(Saved entries)
☆ ☆ ☆

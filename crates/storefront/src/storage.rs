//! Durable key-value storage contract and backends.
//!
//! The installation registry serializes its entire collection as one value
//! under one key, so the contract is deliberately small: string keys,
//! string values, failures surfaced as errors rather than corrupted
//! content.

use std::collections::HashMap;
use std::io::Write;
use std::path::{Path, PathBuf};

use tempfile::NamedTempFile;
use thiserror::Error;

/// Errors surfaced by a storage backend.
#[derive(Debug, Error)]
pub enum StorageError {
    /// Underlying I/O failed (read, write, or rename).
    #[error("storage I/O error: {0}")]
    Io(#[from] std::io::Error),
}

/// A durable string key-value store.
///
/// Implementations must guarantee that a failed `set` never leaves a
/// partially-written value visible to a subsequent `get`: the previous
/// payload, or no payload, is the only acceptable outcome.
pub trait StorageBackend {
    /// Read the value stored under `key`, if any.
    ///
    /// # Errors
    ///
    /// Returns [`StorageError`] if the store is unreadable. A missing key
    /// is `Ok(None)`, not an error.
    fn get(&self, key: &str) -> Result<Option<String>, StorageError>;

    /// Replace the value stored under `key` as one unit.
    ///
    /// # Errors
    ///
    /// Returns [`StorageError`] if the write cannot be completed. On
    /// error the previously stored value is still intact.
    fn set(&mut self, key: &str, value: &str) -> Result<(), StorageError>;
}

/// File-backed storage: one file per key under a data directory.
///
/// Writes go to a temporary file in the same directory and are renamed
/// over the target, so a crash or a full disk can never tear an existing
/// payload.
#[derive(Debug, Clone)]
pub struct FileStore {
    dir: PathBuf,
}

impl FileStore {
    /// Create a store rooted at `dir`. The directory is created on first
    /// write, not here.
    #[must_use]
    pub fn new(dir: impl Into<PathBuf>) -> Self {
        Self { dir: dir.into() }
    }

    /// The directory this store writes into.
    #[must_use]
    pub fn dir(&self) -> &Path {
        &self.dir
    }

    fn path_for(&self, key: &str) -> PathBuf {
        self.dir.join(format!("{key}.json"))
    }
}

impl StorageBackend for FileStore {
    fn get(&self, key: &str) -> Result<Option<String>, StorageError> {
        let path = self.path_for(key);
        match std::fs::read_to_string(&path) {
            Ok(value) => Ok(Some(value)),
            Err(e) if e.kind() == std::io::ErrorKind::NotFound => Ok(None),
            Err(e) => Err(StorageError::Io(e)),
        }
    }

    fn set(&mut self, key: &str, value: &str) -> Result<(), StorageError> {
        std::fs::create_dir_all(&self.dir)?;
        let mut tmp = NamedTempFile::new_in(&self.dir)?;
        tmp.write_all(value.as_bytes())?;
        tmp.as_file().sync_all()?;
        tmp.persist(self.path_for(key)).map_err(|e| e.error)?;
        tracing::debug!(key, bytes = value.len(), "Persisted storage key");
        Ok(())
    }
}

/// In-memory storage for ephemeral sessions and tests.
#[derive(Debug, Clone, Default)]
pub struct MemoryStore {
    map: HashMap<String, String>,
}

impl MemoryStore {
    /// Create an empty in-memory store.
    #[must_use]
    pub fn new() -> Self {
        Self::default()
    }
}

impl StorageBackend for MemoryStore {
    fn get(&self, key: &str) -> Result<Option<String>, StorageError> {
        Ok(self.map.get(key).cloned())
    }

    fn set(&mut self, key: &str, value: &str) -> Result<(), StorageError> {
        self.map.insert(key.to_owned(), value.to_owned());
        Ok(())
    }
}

☆ ☆ ☆

→ **What you need to do**
The lines from the one with "pub fn new(dir: impl" through the final line of the data are to be reproduced exactly, both included, with no other lines.

→ **Answer to this exercise**
    pub fn new(dir: impl Into<PathBuf>) -> Self {
        Self { dir: dir.into() }
    }

    /// The directory this store writes into.
    #[must_use]
    pub fn dir(&self) -> &Path {
        &self.dir
    }

    fn path_for(&self, key: &str) -> PathBuf {
        self.dir.join(format!("{key}.json"))
    }
}

impl StorageBackend for FileStore {
    fn get(&self, key: &str) -> Result<Option<String>, StorageError> {
        let path = self.path_for(key);
        match std::fs::read_to_string(&path) {
            Ok(value) => Ok(Some(value)),
            Err(e) if e.kind() == std::io::ErrorKind::NotFound => Ok(None),
            Err(e) => Err(StorageError::Io(e)),
        }
    }

    fn set(&mut self, key: &str, value: &str) -> Result<(), StorageError> {
        std::fs::create_dir_all(&self.dir)?;
        let mut tmp = NamedTempFile::new_in(&self.dir)?;
        tmp.write_all(value.as_bytes())?;
        tmp.as_file().sync_all()?;
        tmp.persist(self.path_for(key)).map_err(|e| e.error)?;
        tracing::debug!(key, bytes = value.len(), "Persisted storage key");
        Ok(())
    }
}

/// In-memory storage for ephemeral sessions and tests.
#[derive(Debug, Clone, Default)]
pub struct MemoryStore {
    map: HashMap<String, String>,
}

impl MemoryStore {
    /// Create an empty in-memory store.
    #[must_use]
    pub fn new() -> Self {
        Self::default()
    }
}

impl StorageBackend for MemoryStore {
    fn get(&self, key: &str) -> Result<Option<String>, StorageError> {
        Ok(self.map.get(key).cloned())
    }

    fn set(&mut self, key: &str, value: &str) -> Result<(), StorageError> {
        self.map.insert(key.to_owned(), value.to_owned());
        Ok(())
    }
}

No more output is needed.